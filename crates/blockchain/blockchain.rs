pub mod error;
mod smoke_test;
pub mod validators;
pub mod vm_db;

use crate::{
    error::{BlockExecutionError, InvalidTransactionError, PostExecutionError},
    validators::Validators,
    vm_db::StoreVmDatabase,
};
use ethereum_types::{Bloom, H256, U256};
use hearth_common::types::{
    compute_receipts_root, AccountState, Block, BlockHeader, ChainConfig, Receipt,
};
use hearth_storage::Store;
use hearth_vm::{Environment, GeneralizedDatabase, VM};
use std::sync::Arc;
use tracing::{debug, info};

/// Everything block execution computes, before it is checked against the
/// header and persisted.
#[derive(Debug)]
pub struct BlockExecutionResult {
    pub receipts: Vec<Receipt>,
    pub gas_used: u64,
    pub state_root: H256,
    pub logs_bloom: Bloom,
}

/// The block execution engine: applies blocks on top of their parent
/// state and persists the outcome when every consensus check passes.
pub struct Blockchain {
    pub storage: Store,
    pub validators: Validators,
}

impl Blockchain {
    pub fn new(storage: Store) -> Self {
        Self {
            storage,
            validators: Validators::default(),
        }
    }

    pub fn new_with_validators(storage: Store, validators: Validators) -> Self {
        Self {
            storage,
            validators,
        }
    }

    /// Validates and executes a block, persisting the post-state.
    ///
    /// The sequence is: pre-validation against the parent, the ordered
    /// transaction loop, reward payment, then post-validation of the
    /// header's gas, state root, receipts root and logs bloom. A failure
    /// at any stage leaves the chain untouched; only a fully validated
    /// block (and its receipts) is written, after which the post-state is
    /// reachable through `block.header.state_root`.
    pub fn add_block(&self, block: &Block) -> Result<(), BlockExecutionError> {
        let config = self.storage.get_chain_config()?;
        let parent_header = self
            .storage
            .get_block_header(block.header.parent_hash)?
            .ok_or(BlockExecutionError::ParentNotFound)?;

        // Pre-validation: header rules, header/body consistency, ommers.
        self.validators
            .block_header_validator
            .validate(&block.header, &parent_header, &config)?;
        self.validators.block_validator.validate(block)?;
        self.validators
            .ommers_validator
            .validate(block, &self.storage, &config)?;

        let result = self.execute_block(block, &parent_header)?;

        // Post-validation: the header must claim exactly what execution
        // produced.
        if result.gas_used != block.header.gas_used {
            return Err(PostExecutionError::GasUsedMismatch {
                computed: result.gas_used,
                header: block.header.gas_used,
            }
            .into());
        }
        if result.state_root != block.header.state_root {
            return Err(PostExecutionError::StateRootMismatch.into());
        }
        if compute_receipts_root(&result.receipts) != block.header.receipts_root {
            return Err(PostExecutionError::ReceiptsRootMismatch.into());
        }
        if result.logs_bloom != block.header.logs_bloom {
            return Err(PostExecutionError::LogsBloomMismatch.into());
        }

        let block_hash = block.hash();
        self.storage.add_block(block.clone())?;
        self.storage.add_receipts(block_hash, result.receipts)?;
        self.storage
            .set_canonical_block(block.header.number, block_hash)?;
        info!(
            number = block.header.number,
            hash = ?block_hash,
            gas_used = result.gas_used,
            "block executed and stored"
        );
        Ok(())
    }

    /// Runs the block's transactions in order on top of the parent state
    /// and pays out the mining rewards. No header checks happen here; the
    /// caller compares the result against the header.
    pub fn execute_block(
        &self,
        block: &Block,
        parent_header: &BlockHeader,
    ) -> Result<BlockExecutionResult, BlockExecutionError> {
        let config = self.storage.get_chain_config()?;
        let vm_db = StoreVmDatabase::new(
            self.storage.clone(),
            parent_header.state_root,
            block.header.parent_hash,
        );
        let mut db = GeneralizedDatabase::new(Arc::new(vm_db));

        let mut state_root = parent_header.state_root;
        let mut accumulated_gas = 0u64;
        let mut receipts = Vec::with_capacity(block.body.transactions.len());
        let mut logs_bloom = Bloom::zero();

        for (index, tx) in block.body.transactions.iter().enumerate() {
            let sender = tx
                .recover_sender()
                .map_err(|_| InvalidTransactionError::SenderRecovery)?;
            let sender_account = {
                let account = db.get_account(sender).map_err(BlockExecutionError::Evm)?;
                AccountState {
                    nonce: account.info.nonce,
                    balance: account.info.balance,
                    ..Default::default()
                }
            };
            self.validators.signed_transaction_validator.validate(
                tx,
                sender,
                &sender_account,
                &block.header,
                &config,
                accumulated_gas,
            )?;

            let env = Environment::new(sender, tx.gas_price, tx.gas, config, &block.header);
            let report = VM::new(env, &mut db, tx).execute()?;
            debug!(
                index,
                gas_used = report.gas_used,
                success = report.is_success(),
                "transaction executed"
            );

            // A failing transaction still lands in the block: it consumed
            // gas and paid the miner, and its receipt commits to the
            // post-rollback state.
            let updates = db.extract_account_updates();
            state_root = self.storage.apply_account_updates(state_root, &updates)?;
            accumulated_gas = accumulated_gas.saturating_add(report.gas_used);

            let receipt = Receipt::new(state_root, accumulated_gas, report.logs);
            logs_bloom.accrue_bloom(&receipt.logs_bloom);
            receipts.push(receipt);
        }

        self.apply_rewards(&mut db, block, &config)?;
        let reward_updates = db.extract_account_updates();
        state_root = self
            .storage
            .apply_account_updates(state_root, &reward_updates)?;

        Ok(BlockExecutionResult {
            receipts,
            gas_used: accumulated_gas,
            state_root,
            logs_bloom,
        })
    }

    /// Mining rewards (YP §11.3): the beneficiary earns the base reward
    /// plus 1/32 of it per ommer; each ommer's beneficiary earns the base
    /// reward scaled down by its distance from the block.
    ///
    /// Credits create absent accounts, and an ommer sharing the block's
    /// beneficiary accrues both rewards.
    fn apply_rewards(
        &self,
        db: &mut GeneralizedDatabase,
        block: &Block,
        config: &ChainConfig,
    ) -> Result<(), BlockExecutionError> {
        let base_reward = config.block_reward(block.header.number);
        if base_reward.is_zero() {
            return Ok(());
        }

        let nephew_bonus = base_reward / 32 * U256::from(block.body.ommers.len());
        let miner_reward = base_reward + nephew_bonus;
        db.increase_account_balance(block.header.coinbase, miner_reward)
            .map_err(BlockExecutionError::Evm)?;

        for ommer in &block.body.ommers {
            // Depth is 1..=6, enforced by the ommers validator.
            let depth = block.header.number.saturating_sub(ommer.number);
            let ommer_reward = base_reward * U256::from(8u64.saturating_sub(depth)) / 8;
            db.increase_account_balance(ommer.coinbase, ommer_reward)
                .map_err(BlockExecutionError::Evm)?;
        }
        Ok(())
    }
}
=======
### What you will do
Above are the entries; copy out every line among them that contains the word "from".

### Response to this exercise
    /// reward scaled down by its distance from the block.
        let nephew_bonus = base_reward / 32 * U256::from(block.body.ommers.len());
            let ommer_reward = base_reward * U256::from(8u64.saturating_sub(depth)) / 8;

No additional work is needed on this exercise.